[Opening Data supplied section]

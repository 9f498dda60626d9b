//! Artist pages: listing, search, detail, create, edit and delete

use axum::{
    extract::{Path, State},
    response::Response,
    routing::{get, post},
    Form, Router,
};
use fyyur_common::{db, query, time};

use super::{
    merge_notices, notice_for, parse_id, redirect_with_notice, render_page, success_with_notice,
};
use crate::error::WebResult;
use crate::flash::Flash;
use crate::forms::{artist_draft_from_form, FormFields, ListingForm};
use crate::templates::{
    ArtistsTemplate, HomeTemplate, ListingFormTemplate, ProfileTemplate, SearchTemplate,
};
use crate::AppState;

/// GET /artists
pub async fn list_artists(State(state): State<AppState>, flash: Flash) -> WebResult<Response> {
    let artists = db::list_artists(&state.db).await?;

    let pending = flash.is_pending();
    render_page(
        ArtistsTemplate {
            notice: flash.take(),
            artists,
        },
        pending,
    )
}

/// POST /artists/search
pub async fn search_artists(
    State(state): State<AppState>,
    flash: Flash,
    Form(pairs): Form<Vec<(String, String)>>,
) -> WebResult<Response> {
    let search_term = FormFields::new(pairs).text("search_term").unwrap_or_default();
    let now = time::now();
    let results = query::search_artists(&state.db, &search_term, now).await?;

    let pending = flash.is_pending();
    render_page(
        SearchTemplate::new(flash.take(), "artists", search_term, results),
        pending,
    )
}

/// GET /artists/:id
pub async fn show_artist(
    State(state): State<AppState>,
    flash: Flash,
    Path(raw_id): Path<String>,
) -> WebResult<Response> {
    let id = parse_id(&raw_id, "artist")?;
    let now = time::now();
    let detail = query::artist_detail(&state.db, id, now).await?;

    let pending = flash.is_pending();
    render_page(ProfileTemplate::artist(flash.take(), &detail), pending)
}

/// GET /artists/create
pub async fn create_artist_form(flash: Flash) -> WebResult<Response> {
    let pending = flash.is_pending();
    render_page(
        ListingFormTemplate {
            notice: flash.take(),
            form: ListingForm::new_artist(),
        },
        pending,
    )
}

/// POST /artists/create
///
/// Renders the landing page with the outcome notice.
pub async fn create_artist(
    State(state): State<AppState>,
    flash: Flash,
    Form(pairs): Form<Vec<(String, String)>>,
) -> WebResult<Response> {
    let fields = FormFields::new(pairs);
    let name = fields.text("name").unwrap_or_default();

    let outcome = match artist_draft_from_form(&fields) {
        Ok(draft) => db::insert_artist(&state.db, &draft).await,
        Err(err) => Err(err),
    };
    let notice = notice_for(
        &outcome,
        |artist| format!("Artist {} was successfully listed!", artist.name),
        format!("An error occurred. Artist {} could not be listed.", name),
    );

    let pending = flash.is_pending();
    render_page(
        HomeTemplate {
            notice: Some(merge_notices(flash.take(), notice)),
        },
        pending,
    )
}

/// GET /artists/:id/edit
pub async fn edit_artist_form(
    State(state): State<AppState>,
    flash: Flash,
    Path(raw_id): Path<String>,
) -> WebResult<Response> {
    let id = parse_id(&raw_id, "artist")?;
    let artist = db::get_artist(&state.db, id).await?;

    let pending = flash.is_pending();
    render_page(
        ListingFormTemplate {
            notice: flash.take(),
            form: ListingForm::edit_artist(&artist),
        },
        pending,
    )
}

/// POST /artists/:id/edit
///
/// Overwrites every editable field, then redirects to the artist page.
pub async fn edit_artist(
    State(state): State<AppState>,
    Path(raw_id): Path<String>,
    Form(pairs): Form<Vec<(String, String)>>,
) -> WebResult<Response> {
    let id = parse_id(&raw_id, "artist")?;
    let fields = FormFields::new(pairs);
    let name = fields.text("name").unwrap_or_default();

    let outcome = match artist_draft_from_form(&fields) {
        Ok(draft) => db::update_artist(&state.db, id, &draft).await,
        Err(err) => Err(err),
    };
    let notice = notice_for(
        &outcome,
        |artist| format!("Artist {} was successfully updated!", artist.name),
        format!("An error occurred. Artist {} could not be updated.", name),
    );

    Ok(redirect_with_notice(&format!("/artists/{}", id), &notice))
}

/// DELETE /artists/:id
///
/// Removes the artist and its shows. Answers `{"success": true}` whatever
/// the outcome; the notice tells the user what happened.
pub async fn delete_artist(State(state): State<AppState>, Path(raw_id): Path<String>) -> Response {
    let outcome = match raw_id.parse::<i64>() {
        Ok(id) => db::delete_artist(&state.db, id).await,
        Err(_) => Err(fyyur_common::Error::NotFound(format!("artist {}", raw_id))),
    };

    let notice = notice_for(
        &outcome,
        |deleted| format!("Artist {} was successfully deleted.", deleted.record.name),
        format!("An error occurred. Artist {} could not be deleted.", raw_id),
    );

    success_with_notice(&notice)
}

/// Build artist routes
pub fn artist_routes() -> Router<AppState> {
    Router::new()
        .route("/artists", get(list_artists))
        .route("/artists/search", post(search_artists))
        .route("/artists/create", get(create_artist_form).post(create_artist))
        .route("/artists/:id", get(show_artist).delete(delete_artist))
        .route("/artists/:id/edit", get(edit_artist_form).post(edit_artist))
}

[Closing Data supplied section]
[Opening Data supplied section]

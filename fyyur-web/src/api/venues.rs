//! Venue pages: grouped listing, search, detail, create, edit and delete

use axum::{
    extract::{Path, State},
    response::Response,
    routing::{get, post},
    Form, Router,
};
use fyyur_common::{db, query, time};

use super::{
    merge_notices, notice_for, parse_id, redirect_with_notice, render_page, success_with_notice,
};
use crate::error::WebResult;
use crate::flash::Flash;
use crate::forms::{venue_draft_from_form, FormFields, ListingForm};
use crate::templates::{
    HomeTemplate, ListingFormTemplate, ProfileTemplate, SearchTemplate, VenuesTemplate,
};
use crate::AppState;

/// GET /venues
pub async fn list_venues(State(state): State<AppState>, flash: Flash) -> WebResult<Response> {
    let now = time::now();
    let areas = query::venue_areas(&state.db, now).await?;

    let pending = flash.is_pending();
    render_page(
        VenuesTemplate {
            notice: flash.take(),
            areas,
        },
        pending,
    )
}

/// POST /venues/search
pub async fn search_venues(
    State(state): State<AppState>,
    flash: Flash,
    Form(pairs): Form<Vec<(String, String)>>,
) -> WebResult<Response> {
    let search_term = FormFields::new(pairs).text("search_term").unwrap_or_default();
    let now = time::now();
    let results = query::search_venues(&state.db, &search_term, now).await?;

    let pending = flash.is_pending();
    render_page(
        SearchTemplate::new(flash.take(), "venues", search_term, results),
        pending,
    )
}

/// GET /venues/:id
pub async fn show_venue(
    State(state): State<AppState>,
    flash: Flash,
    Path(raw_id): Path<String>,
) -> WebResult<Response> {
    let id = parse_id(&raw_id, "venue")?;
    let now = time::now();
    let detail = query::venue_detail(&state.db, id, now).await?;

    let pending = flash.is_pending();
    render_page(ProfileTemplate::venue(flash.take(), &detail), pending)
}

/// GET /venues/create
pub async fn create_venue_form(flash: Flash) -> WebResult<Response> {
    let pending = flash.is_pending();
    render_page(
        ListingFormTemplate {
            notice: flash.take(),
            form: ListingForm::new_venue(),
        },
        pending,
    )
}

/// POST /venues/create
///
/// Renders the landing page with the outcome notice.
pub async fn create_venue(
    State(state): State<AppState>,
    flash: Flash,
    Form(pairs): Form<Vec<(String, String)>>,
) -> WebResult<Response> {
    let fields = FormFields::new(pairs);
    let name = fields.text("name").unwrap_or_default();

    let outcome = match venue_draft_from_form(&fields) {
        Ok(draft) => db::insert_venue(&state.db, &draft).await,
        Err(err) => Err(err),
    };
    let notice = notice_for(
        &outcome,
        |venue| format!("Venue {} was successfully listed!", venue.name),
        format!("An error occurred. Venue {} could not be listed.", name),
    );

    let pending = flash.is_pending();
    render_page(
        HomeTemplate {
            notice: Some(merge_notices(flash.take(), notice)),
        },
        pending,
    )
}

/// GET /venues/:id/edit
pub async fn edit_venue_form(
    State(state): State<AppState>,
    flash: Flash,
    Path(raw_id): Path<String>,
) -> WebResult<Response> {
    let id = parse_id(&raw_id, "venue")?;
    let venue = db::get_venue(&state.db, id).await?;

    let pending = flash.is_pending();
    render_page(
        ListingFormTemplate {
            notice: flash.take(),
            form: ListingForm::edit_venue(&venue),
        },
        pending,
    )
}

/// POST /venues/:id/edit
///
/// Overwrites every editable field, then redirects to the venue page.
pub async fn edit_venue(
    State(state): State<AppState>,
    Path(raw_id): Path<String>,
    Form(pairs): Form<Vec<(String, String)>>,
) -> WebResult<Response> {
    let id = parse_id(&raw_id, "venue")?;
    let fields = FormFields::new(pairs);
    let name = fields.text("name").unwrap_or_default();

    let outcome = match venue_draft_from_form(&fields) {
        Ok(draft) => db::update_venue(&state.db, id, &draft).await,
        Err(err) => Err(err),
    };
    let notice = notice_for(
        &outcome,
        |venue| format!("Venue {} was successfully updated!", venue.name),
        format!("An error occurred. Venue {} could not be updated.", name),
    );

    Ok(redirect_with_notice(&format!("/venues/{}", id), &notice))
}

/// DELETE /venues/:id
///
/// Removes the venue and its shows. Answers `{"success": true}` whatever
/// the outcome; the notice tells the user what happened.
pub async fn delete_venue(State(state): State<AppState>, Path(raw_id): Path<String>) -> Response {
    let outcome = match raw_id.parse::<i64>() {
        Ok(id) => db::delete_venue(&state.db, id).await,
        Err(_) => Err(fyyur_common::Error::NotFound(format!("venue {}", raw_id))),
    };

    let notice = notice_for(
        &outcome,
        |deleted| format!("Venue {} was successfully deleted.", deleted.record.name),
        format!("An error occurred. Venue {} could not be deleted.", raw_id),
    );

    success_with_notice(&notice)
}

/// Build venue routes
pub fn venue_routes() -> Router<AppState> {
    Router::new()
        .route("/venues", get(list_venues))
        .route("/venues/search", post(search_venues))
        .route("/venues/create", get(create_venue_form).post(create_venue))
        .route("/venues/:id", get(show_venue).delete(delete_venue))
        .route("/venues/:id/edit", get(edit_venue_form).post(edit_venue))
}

[Closing Data supplied section]
[Opening Data supplied section]

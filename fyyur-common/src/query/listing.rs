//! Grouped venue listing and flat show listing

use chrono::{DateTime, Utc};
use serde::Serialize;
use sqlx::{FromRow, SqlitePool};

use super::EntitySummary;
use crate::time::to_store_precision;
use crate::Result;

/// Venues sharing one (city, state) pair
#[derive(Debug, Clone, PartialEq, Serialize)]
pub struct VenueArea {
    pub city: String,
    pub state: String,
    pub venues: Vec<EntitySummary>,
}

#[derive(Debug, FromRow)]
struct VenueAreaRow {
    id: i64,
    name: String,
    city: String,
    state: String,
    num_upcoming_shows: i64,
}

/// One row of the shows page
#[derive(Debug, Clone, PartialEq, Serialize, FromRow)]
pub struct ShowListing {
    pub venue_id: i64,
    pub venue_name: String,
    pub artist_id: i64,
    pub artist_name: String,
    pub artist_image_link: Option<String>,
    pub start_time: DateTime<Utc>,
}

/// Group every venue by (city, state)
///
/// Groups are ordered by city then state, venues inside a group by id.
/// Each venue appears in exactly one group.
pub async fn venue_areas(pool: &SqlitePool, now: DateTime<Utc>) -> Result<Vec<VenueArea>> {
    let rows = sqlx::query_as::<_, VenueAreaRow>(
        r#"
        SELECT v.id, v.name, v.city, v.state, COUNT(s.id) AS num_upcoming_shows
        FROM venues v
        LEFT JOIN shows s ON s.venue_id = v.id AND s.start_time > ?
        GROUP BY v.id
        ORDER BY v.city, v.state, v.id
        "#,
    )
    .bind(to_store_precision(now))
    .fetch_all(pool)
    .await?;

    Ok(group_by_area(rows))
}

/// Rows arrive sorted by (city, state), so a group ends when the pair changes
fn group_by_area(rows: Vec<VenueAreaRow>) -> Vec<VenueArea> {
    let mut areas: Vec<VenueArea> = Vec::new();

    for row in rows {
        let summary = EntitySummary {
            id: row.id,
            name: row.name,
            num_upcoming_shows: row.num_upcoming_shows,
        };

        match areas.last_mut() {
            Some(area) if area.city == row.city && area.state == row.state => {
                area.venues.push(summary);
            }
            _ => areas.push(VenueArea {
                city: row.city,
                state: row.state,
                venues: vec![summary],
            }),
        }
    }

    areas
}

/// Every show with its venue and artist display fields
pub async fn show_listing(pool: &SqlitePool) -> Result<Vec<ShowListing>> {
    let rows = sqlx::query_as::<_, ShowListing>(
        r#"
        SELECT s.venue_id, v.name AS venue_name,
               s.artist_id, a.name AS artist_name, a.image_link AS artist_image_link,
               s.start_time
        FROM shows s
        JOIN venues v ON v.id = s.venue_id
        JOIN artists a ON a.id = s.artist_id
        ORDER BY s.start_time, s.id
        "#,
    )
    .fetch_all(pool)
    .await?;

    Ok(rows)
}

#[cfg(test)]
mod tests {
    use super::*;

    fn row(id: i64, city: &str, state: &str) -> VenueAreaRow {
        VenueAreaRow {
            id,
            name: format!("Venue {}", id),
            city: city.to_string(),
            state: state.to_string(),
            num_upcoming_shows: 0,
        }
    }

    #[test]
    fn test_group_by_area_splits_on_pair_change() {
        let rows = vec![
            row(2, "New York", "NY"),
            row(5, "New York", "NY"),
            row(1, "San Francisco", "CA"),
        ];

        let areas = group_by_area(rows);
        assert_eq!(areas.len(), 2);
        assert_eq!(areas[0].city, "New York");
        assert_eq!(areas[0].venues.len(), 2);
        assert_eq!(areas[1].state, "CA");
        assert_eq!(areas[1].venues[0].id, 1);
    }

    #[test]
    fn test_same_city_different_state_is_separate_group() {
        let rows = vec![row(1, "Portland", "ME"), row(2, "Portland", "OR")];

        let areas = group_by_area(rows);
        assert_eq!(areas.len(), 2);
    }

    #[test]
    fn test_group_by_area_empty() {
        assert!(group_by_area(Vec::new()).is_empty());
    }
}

[Closing Data supplied section]

| Task goal |
In the records above, how many lines hold the string "NotFound"? Reply with only the number.

| Completed exercise |
2